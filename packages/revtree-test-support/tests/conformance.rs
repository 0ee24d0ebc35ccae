use proptest::prelude::*;

use revtree_core::{
    CacheConfig, DiffModel, ReadCachingModel, ReadWriteCachingModel, SessionCachedModel,
};
use revtree_test_support::{
    assert_same_content, conformance, edits_strategy, init_tracing, seeded_model, CountingModel,
};

macro_rules! conformance_suite {
    ($name:ident, |$base:ident| $make:expr) => {
        mod $name {
            use super::*;

            #[test]
            fn reads() {
                init_tracing();
                let seeded = seeded_model();
                let $base = &seeded;
                let model = $make;
                conformance::reads(&model);
            }

            #[test]
            fn object_lifecycle() {
                let seeded = seeded_model();
                let $base = &seeded;
                let mut model = $make;
                conformance::object_lifecycle(&mut model);
            }

            #[test]
            fn field_lifecycle() {
                let seeded = seeded_model();
                let $base = &seeded;
                let mut model = $make;
                conformance::field_lifecycle(&mut model);
            }

            #[test]
            fn value_semantics() {
                let seeded = seeded_model();
                let $base = &seeded;
                let mut model = $make;
                conformance::value_semantics(&mut model);
            }

            proptest! {
                #[test]
                fn matches_plain_writes(edits in edits_strategy(30)) {
                    let seeded = seeded_model();
                    let $base = &seeded;
                    let mut model = $make;
                    conformance::matches_plain_writes(&mut model, &edits);
                }
            }
        }
    };
}

conformance_suite!(memory, |base| base.clone());
conformance_suite!(diff, |base| DiffModel::new(base));
conformance_suite!(read_cache, |base| ReadCachingModel::new(base));
conformance_suite!(read_cache_prefetched, |base| ReadCachingModel::with_config(
    base,
    CacheConfig::default().with_prefetch(true)
));
conformance_suite!(read_write_cache, |base| ReadWriteCachingModel::new(base));
conformance_suite!(session, |base| SessionCachedModel::from_model(base));

#[test]
fn read_cache_consults_base_once_per_fact() {
    init_tracing();
    let cache = ReadCachingModel::new(CountingModel::new(seeded_model()));

    conformance::reads(&cache);
    let after_first_pass = cache.base().reads();
    assert!(after_first_pass > 0);
    assert_eq!(cache.base_reads(), after_first_pass);

    conformance::reads(&cache);
    assert_eq!(cache.base().reads(), after_first_pass);
}

#[test]
fn prefetched_cache_is_served_from_one_pass() {
    let cache = ReadCachingModel::with_config(
        CountingModel::new(seeded_model()),
        CacheConfig::default()
            .with_prefetch(true)
            .with_warn_on_uncached_access(true),
    );
    let prefetch_reads = cache.base().reads();
    assert_eq!(cache.base_reads(), 1);

    conformance::reads(&cache);
    assert_eq!(cache.base().reads(), prefetch_reads);
}

#[test]
fn overlay_edits_never_reach_the_base() {
    let mut cache = ReadWriteCachingModel::new(CountingModel::new(seeded_model()));
    conformance::object_lifecycle(&mut cache);
    conformance::field_lifecycle(&mut cache);

    assert!(cache.has_changes());
    assert_same_content(cache.base(), &seeded_model());
}
use crate::error::{Error, Result};
use crate::ids::{Address, EntityKind, Revision};
use crate::value::Value;

#[cfg(feature = "serde")]
use serde::{Deserialize, Serialize};

#[derive(Clone, Copy, Debug, Eq, PartialEq, Hash)]
#[cfg_attr(feature = "serde", derive(Serialize, Deserialize))]
pub enum ChangeType {
    Add,
    Remove,
    /// Only meaningful for field values.
    Change,
}

/// Precondition a command carries about the entity it targets.
#[derive(Clone, Copy, Debug, Eq, PartialEq, Hash)]
#[cfg_attr(feature = "serde", derive(Serialize, Deserialize))]
pub enum RevisionCheck {
    /// Ignore existence and revision; last writer wins.
    Forced,
    /// Existence check only. Intended for adding models, objects, and fields.
    Safe,
    /// The field was created earlier in the same transaction.
    New,
    /// The entity must currently be at exactly this revision.
    Exact(Revision),
}

impl RevisionCheck {
    pub fn is_forced(self) -> bool {
        matches!(self, RevisionCheck::Forced)
    }
}

#[derive(Clone, Debug, PartialEq)]
#[cfg_attr(feature = "serde", derive(Serialize, Deserialize))]
pub struct EntityCommand {
    pub change: ChangeType,
    /// Address of the entity being added or removed.
    pub target: Address,
    pub check: RevisionCheck,
}

#[derive(Clone, Debug, PartialEq)]
#[cfg_attr(feature = "serde", derive(Serialize, Deserialize))]
pub struct FieldCommand {
    pub change: ChangeType,
    pub target: Address,
    /// New value for `Add`/`Change`; always `None` for `Remove`.
    pub value: Option<Value>,
    pub check: RevisionCheck,
}

/// A command touching exactly one entity. The variant names the level that
/// owns the change: a `Model` command adds or removes an object, an `Object`
/// command adds or removes a field.
#[derive(Clone, Debug, PartialEq)]
#[cfg_attr(feature = "serde", derive(Serialize, Deserialize))]
pub enum AtomicCommand {
    Repository(EntityCommand),
    Model(EntityCommand),
    Object(EntityCommand),
    Field(FieldCommand),
}

impl AtomicCommand {
    pub fn add_model(model: Address, check: RevisionCheck) -> Self {
        debug_assert_eq!(model.kind(), EntityKind::Model);
        Self::Repository(EntityCommand {
            change: ChangeType::Add,
            target: model,
            check,
        })
    }

    pub fn remove_model(model: Address, check: RevisionCheck) -> Self {
        debug_assert_eq!(model.kind(), EntityKind::Model);
        Self::Repository(EntityCommand {
            change: ChangeType::Remove,
            target: model,
            check,
        })
    }

    pub fn add_object(object: Address, check: RevisionCheck) -> Self {
        debug_assert_eq!(object.kind(), EntityKind::Object);
        Self::Model(EntityCommand {
            change: ChangeType::Add,
            target: object,
            check,
        })
    }

    pub fn remove_object(object: Address, check: RevisionCheck) -> Self {
        debug_assert_eq!(object.kind(), EntityKind::Object);
        Self::Model(EntityCommand {
            change: ChangeType::Remove,
            target: object,
            check,
        })
    }

    pub fn add_field(field: Address, check: RevisionCheck) -> Self {
        debug_assert_eq!(field.kind(), EntityKind::Field);
        Self::Object(EntityCommand {
            change: ChangeType::Add,
            target: field,
            check,
        })
    }

    pub fn remove_field(field: Address, check: RevisionCheck) -> Self {
        debug_assert_eq!(field.kind(), EntityKind::Field);
        Self::Object(EntityCommand {
            change: ChangeType::Remove,
            target: field,
            check,
        })
    }

    pub fn add_value(field: Address, value: Value, check: RevisionCheck) -> Self {
        Self::field(ChangeType::Add, field, Some(value), check)
    }

    pub fn change_value(field: Address, value: Value, check: RevisionCheck) -> Self {
        Self::field(ChangeType::Change, field, Some(value), check)
    }

    pub fn remove_value(field: Address, check: RevisionCheck) -> Self {
        Self::field(ChangeType::Remove, field, None, check)
    }

    fn field(
        change: ChangeType,
        target: Address,
        value: Option<Value>,
        check: RevisionCheck,
    ) -> Self {
        debug_assert_eq!(target.kind(), EntityKind::Field);
        Self::Field(FieldCommand {
            change,
            target,
            value,
            check,
        })
    }

    pub fn target(&self) -> &Address {
        match self {
            AtomicCommand::Repository(cmd)
            | AtomicCommand::Model(cmd)
            | AtomicCommand::Object(cmd) => &cmd.target,
            AtomicCommand::Field(cmd) => &cmd.target,
        }
    }

    pub fn change(&self) -> ChangeType {
        match self {
            AtomicCommand::Repository(cmd)
            | AtomicCommand::Model(cmd)
            | AtomicCommand::Object(cmd) => cmd.change,
            AtomicCommand::Field(cmd) => cmd.change,
        }
    }

    pub fn check(&self) -> RevisionCheck {
        match self {
            AtomicCommand::Repository(cmd)
            | AtomicCommand::Model(cmd)
            | AtomicCommand::Object(cmd) => cmd.check,
            AtomicCommand::Field(cmd) => cmd.check,
        }
    }

    pub fn is_forced(&self) -> bool {
        self.check().is_forced()
    }

    pub fn value(&self) -> Option<&Value> {
        match self {
            AtomicCommand::Field(cmd) => cmd.value.as_ref(),
            _ => None,
        }
    }
}

/// Ordered, non-empty group of atomic commands executed all-or-nothing,
/// scoped to one model or object.
#[derive(Clone, Debug, PartialEq)]
#[cfg_attr(feature = "serde", derive(Serialize, Deserialize))]
pub struct Transaction {
    target: Address,
    commands: Vec<AtomicCommand>,
}

impl Transaction {
    pub fn new(target: Address, commands: Vec<AtomicCommand>) -> Result<Self> {
        check_scope(&target)?;
        if commands.is_empty() {
            return Err(Error::EmptyTransaction);
        }
        for command in &commands {
            check_member(&target, command)?;
        }
        Ok(Self { target, commands })
    }

    pub fn target(&self) -> &Address {
        &self.target
    }

    pub fn commands(&self) -> &[AtomicCommand] {
        &self.commands
    }

    pub fn len(&self) -> usize {
        self.commands.len()
    }

    pub fn is_empty(&self) -> bool {
        self.commands.is_empty()
    }

    pub fn into_commands(self) -> Vec<AtomicCommand> {
        self.commands
    }
}

pub(crate) fn check_scope(scope: &Address) -> Result<()> {
    match scope.kind() {
        EntityKind::Model | EntityKind::Object => Ok(()),
        kind => Err(Error::InvalidOperation(format!(
            "transactions are scoped to a model or object, not a {kind:?} ({scope})"
        ))),
    }
}

pub(crate) fn check_member(scope: &Address, command: &AtomicCommand) -> Result<()> {
    if let AtomicCommand::Repository(cmd) = command {
        return Err(Error::InvalidOperation(format!(
            "repository command on {} cannot join a transaction",
            cmd.target
        )));
    }
    // Model and object commands belong to the level above their target.
    let owner = match command {
        AtomicCommand::Model(_) | AtomicCommand::Object(_) => command.target().parent(),
        _ => Some(command.target().clone()),
    };
    if !owner.is_some_and(|owner| scope.contains(&owner)) {
        return Err(Error::OutOfScope {
            target: command.target().clone(),
            scope: scope.clone(),
        });
    }
    Ok(())
}

#[derive(Clone, Debug, PartialEq)]
#[cfg_attr(feature = "serde", derive(Serialize, Deserialize))]
pub enum Command {
    Atomic(AtomicCommand),
    Transaction(Transaction),
}

impl Command {
    pub fn target(&self) -> &Address {
        match self {
            Command::Atomic(cmd) => cmd.target(),
            Command::Transaction(tx) => tx.target(),
        }
    }

    /// Member commands in execution order; an atomic command is its own only member.
    pub fn atomic_commands(&self) -> &[AtomicCommand] {
        match self {
            Command::Atomic(cmd) => std::slice::from_ref(cmd),
            Command::Transaction(tx) => tx.commands(),
        }
    }

    /// Wraps a command list: nothing for an empty list, the command itself for
    /// a single one, a transaction otherwise.
    pub fn from_commands(scope: Address, mut commands: Vec<AtomicCommand>) -> Result<Option<Self>> {
        match commands.len() {
            0 => Ok(None),
            1 => Ok(commands.pop().map(Command::Atomic)),
            _ => Transaction::new(scope, commands).map(|tx| Some(Command::Transaction(tx))),
        }
    }
}

impl From<AtomicCommand> for Command {
    fn from(command: AtomicCommand) -> Self {
        Command::Atomic(command)
    }
}

impl From<Transaction> for Command {
    fn from(transaction: Transaction) -> Self {
        Command::Transaction(transaction)
    }
}

/// Result of executing a command.
#[derive(Clone, Copy, Debug, Eq, PartialEq, Hash)]
#[cfg_attr(feature = "serde", derive(Serialize, Deserialize))]
pub enum Outcome {
    /// The command changed state; carries the new model revision.
    Applied(Revision),
    /// Legal, but nothing observable changed.
    NoChange,
    /// A precondition did not hold; nothing was changed.
    Failed,
}

impl Outcome {
    pub fn is_failed(self) -> bool {
        matches!(self, Outcome::Failed)
    }

    pub fn is_applied(self) -> bool {
        matches!(self, Outcome::Applied(_))
    }

    pub fn revision(self) -> Option<Revision> {
        match self {
            Outcome::Applied(revision) => Some(revision),
            _ => None,
        }
    }
}

#[cfg(test)]
mod tests {
    use super::*;
    use crate::ids::Id;

    fn object(o: &str) -> Address {
        Address::object(Id::new("r").unwrap(), Id::new("m").unwrap(), Id::new(o).unwrap())
    }

    #[test]
    fn transaction_rejects_foreign_targets() {
        let scope = object("a");
        let inside = AtomicCommand::add_field(scope.with_field(Id::new("f").unwrap()), RevisionCheck::Safe);
        let outside = AtomicCommand::add_field(
            object("b").with_field(Id::new("f").unwrap()),
            RevisionCheck::Safe,
        );
        assert!(Transaction::new(scope.clone(), vec![inside.clone()]).is_ok());
        assert!(matches!(
            Transaction::new(scope.clone(), vec![inside, outside]),
            Err(Error::OutOfScope { .. })
        ));
        assert_eq!(Transaction::new(scope, vec![]), Err(Error::EmptyTransaction));
    }

    #[test]
    fn object_scope_rejects_commands_on_the_object_itself() {
        let scope = object("a");
        let model = scope.parent().unwrap();
        let own = AtomicCommand::remove_object(scope.clone(), RevisionCheck::Exact(1));
        assert!(matches!(
            Transaction::new(scope.clone(), vec![own.clone()]),
            Err(Error::OutOfScope { .. })
        ));
        assert!(Transaction::new(model, vec![own]).is_ok());

        let shell = AtomicCommand::remove_field(scope.with_field(Id::new("f").unwrap()), RevisionCheck::Exact(1));
        assert!(Transaction::new(scope, vec![shell]).is_ok());
    }

    #[test]
    fn from_commands_unwraps_single_command() {
        let scope = object("a").parent().unwrap();
        let add = AtomicCommand::add_object(object("a"), RevisionCheck::Safe);
        assert_eq!(Command::from_commands(scope.clone(), vec![]).unwrap(), None);
        assert_eq!(
            Command::from_commands(scope.clone(), vec![add.clone()]).unwrap(),
            Some(Command::Atomic(add.clone()))
        );
        let tx = Command::from_commands(scope, vec![add.clone(), add]).unwrap().unwrap();
        assert_eq!(tx.atomic_commands().len(), 2);
    }
}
____
Assignment
Where a line of the data above includes the string "Outcome", pull it out.

Exercise answer
pub enum Outcome {
impl Outcome {
        matches!(self, Outcome::Failed)
        matches!(self, Outcome::Applied(_))
            Outcome::Applied(revision) => Some(revision),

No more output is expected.